What is the difference between body positivity and body acceptance?

Body positivity is a term commonly used which has now been capitalised (thanks to media). However, body acceptance holds more range. Sometimes I don't feel 'positive' about my body, especially when I experience fat shame or discrimination. Instead, I can feel all different ways about my body and accept it.

Body acceptance isn't to be confused with body neutrality. Which, for me, I'm hardcore against.

Can you explain the ethos of Big Thick Energy and what it sets out to achieve?

It created work opportunities for me during Covid-19. It was a chance for me to be my own boss. It’s a way to connect with the community. It feeds my OCD and is the fun side of my fat activism. BTE is all about breaking stereotypes, raising awareness, educating folks, and celebrating and connecting all bodies and communities in a judgment-free space.


I was so over being the tokenistic hire. I was so over hearing producers say, "There aren't any fat performers, POC dancers, or disabled artists”. This was a way of me calling BULLSHIT and basically spoon-feeding them. I decided to lead by example.

Ultimately, BTE is a space to express radical self-love through dance, workshops, art, live performances and some retail therapy at our pop-up markets. So basically, if you don't feel like ripping your pants off at the end of the night, then I'm not doing my job right.
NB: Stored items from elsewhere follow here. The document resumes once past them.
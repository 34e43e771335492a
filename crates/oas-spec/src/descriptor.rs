//! Attribute descriptors.
//!
//! A descriptor is the static metadata for one declared attribute of an entity
//! type. Descriptors are created while an [`EntityType`] is declared and are
//! read-only afterwards.

use crate::{
    hooks::Hooks,
    naming::{output_key, parse_declared},
    registry::EntityType,
    value::ValueType,
};
use once_cell::sync::Lazy;
use std::fmt;

/// Key whose presence marks a raw object as a reference
pub const REFERENCE_KEY: &str = "$ref";

/// How many values an attribute holds
#[derive(Debug, Clone, Copy, PartialEq, Eq)]
pub enum Cardinality {
    Scalar,
    Array,
    Map,
}

/// Late-bound handle to a statically declared entity type.
///
/// Holding the `Lazy` rather than the initialized value lets entity types refer
/// to each other, and to themselves, while they are being declared.
#[derive(Clone, Copy)]
pub struct EntityRef(&'static Lazy<EntityType>);

impl EntityRef {
    pub fn get(self) -> &'static EntityType {
        Lazy::force(self.0)
    }
}

impl From<&'static Lazy<EntityType>> for EntityRef {
    fn from(entity: &'static Lazy<EntityType>) -> Self {
        Self(entity)
    }
}

impl fmt::Debug for EntityRef {
    fn fmt(&self, f: &mut fmt::Formatter<'_>) -> fmt::Result {
        match Lazy::get(self.0) {
            Some(entity) => write!(f, "EntityRef({})", entity.name()),
            None => f.write_str("EntityRef(<uninitialized>)"),
        }
    }
}

/// A named construction entry point bound to one concrete entity type
#[derive(Debug, Clone)]
pub struct Variant {
    entry: String,
    entity: EntityRef,
    discriminator: Option<String>,
    positional: Vec<Option<String>>,
    hooks: Hooks,
}

impl Variant {
    /// Inline variant, selected when no discriminator key is present
    pub fn new(entry: impl Into<String>, entity: impl Into<EntityRef>) -> Self {
        Self {
            entry: entry.into(),
            entity: entity.into(),
            discriminator: None,
            positional: Vec::new(),
            hooks: Hooks::default(),
        }
    }

    /// Reference variant, selected by the presence of `$ref`
    pub fn reference(entry: impl Into<String>, entity: impl Into<EntityRef>) -> Self {
        Self::new(entry, entity).discriminator(REFERENCE_KEY)
    }

    pub fn discriminator(mut self, key: impl Into<String>) -> Self {
        self.discriminator = Some(key.into());
        self
    }

    /// Map positional slot *i* to the named argument `names[i]`; `None` slots
    /// stay positional.
    pub fn positional(mut self, names: &[Option<&str>]) -> Self {
        self.positional = names.iter().map(|n| n.map(str::to_string)).collect();
        self
    }

    pub fn entry(&self) -> &str {
        &self.entry
    }

    pub fn entity(&self) -> &'static EntityType {
        self.entity.get()
    }

    pub fn discriminator_key(&self) -> Option<&str> {
        self.discriminator.as_deref()
    }

    pub fn positional_names(&self) -> &[Option<String>] {
        &self.positional
    }

    /// Object hooks that run only for this entry point, after the
    /// attribute's own
    pub fn hooks(&self) -> &Hooks {
        &self.hooks
    }

    pub(crate) fn hooks_mut(&mut self) -> &mut Hooks {
        &mut self.hooks
    }
}

/// Kind-specific part of a descriptor
#[derive(Debug, Clone)]
pub enum AttributeKind {
    /// Scalar leaf. The type is a tag, not enforced on storage.
    Field { value_type: ValueType },
    /// Nested entity, or a collection of them
    Object { variants: Vec<Variant> },
    /// Either a plain value or a nested entity
    FieldOrObject {
        value_type: ValueType,
        entity: EntityRef,
    },
}

/// Static metadata for one declared attribute
#[derive(Debug, Clone)]
pub struct AttributeDescriptor {
    name: String,
    output_key: String,
    required: bool,
    cardinality: Cardinality,
    kind: AttributeKind,
    hooks: Hooks,
}

impl AttributeDescriptor {
    /// Create a descriptor from a declared name such as `summary?`
    pub fn new(declared: &str, cardinality: Cardinality, kind: AttributeKind) -> Self {
        let (name, required) = parse_declared(declared);
        Self {
            name: name.to_string(),
            output_key: output_key(name),
            required,
            cardinality,
            kind,
            hooks: Hooks::default(),
        }
    }

    pub fn field(declared: &str, value_type: ValueType, cardinality: Cardinality) -> Self {
        Self::new(declared, cardinality, AttributeKind::Field { value_type })
    }

    pub fn object(declared: &str, cardinality: Cardinality, variants: Vec<Variant>) -> Self {
        Self::new(declared, cardinality, AttributeKind::Object { variants })
    }

    pub fn field_or_object(
        declared: &str,
        value_type: ValueType,
        entity: impl Into<EntityRef>,
    ) -> Self {
        Self::new(
            declared,
            Cardinality::Scalar,
            AttributeKind::FieldOrObject {
                value_type,
                entity: entity.into(),
            },
        )
    }

    /// Override the required flag derived from the declared name
    pub fn required(mut self, required: bool) -> Self {
        self.required = required;
        self
    }

    /// Override the derived output key
    pub fn output_key(mut self, key: impl Into<String>) -> Self {
        self.output_key = key.into();
        self
    }

    pub fn name(&self) -> &str {
        &self.name
    }

    pub fn key(&self) -> &str {
        &self.output_key
    }

    pub fn is_required(&self) -> bool {
        self.required
    }

    pub fn cardinality(&self) -> Cardinality {
        self.cardinality
    }

    pub fn kind(&self) -> &AttributeKind {
        &self.kind
    }

    /// Declared value type of fields and field-or-object attributes
    pub fn value_type(&self) -> Option<ValueType> {
        match self.kind {
            AttributeKind::Field { value_type }
            | AttributeKind::FieldOrObject { value_type, .. } => Some(value_type),
            AttributeKind::Object { .. } => None,
        }
    }

    /// Entry points of object attributes; empty for everything else
    pub fn variants(&self) -> &[Variant] {
        match &self.kind {
            AttributeKind::Object { variants } => variants,
            _ => &[],
        }
    }

    pub(crate) fn variants_mut(&mut self) -> &mut [Variant] {
        match &mut self.kind {
            AttributeKind::Object { variants } => variants,
            _ => &mut [],
        }
    }

    pub fn hooks(&self) -> &Hooks {
        &self.hooks
    }

    pub(crate) fn hooks_mut(&mut self) -> &mut Hooks {
        &mut self.hooks
    }
}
Has society evolved at all when it comes to fat acceptance?

Yes, there are more fat role models for all, especially youth. I've also noticed more progressive language within the younger generation around body image. There should be more positives here, but society is moving very slowly on this one.

How can individuals each work on their own internalised fatphobia?

It takes a whole lot of work…and it's continuous. We need to break the myths we subconsciously hold, thanks to the patriarchy and the corrupt system. I would recommend all of these activities (which are aligned with self-love activities). 

1 - Read: ‘My Body Is Not An Apology’ by Sonia Renae Taylor. It is my all-time favourite book!

2 - Learn: Do workshops and classes run by like-minded folks. For example, sign up for a dance class run by a fat dancer (Your standard Brent St classes can be problematic and even heighten competitive body image myths…..OOPS! Am I about to be sued?!)


3 - Journal: Write your feelings, discoveries and your gratitude.

4 - Language: Be kind to yourself. Avoid negative self-talk. Cut out words like; ugly, annoying, gross, too much etc. Replace them with positive or neutral language. And for crying out loud, stop trying to use ‘fat’ as a bad word. Reclaim it. “I am fat!” AKA fabulous and tenacious.

5 - Fatten up your social media: Follow Fat activists, body-accepting influencers and like-minded babes. Some of my favs are @faternize @thebodzilla @bigthickenegy_ (OBVS), and many more.

6: Get rid of your shit friends: Reassess who you share your sacred energy with. Pay attention to your friends' morals and beliefs. If they don't align with yours, then it's time to take a step back. Do your ‘friends’ comment negatively on your body, health and eating habits? Do they show a lack of support and encouragement for your success? Say bye to your jealous, fatphobic, diet-following friends and focus on building your self-esteem and new friendships….You can easily make new friends at Big Thick Energy! I got you, boo.

How do you think social media is benefiting the fat activism movement?

ABSOLUTELY! Social media, specifically Instagram, has helped me connect with fellow fat activists, allies, and progressive thinkers. It’s a great space to educate and be educated, link up with the community and express my views with like-minded babes. But, of course, some trolls try to bring us down, but simply BLOCK and DELETE, doll!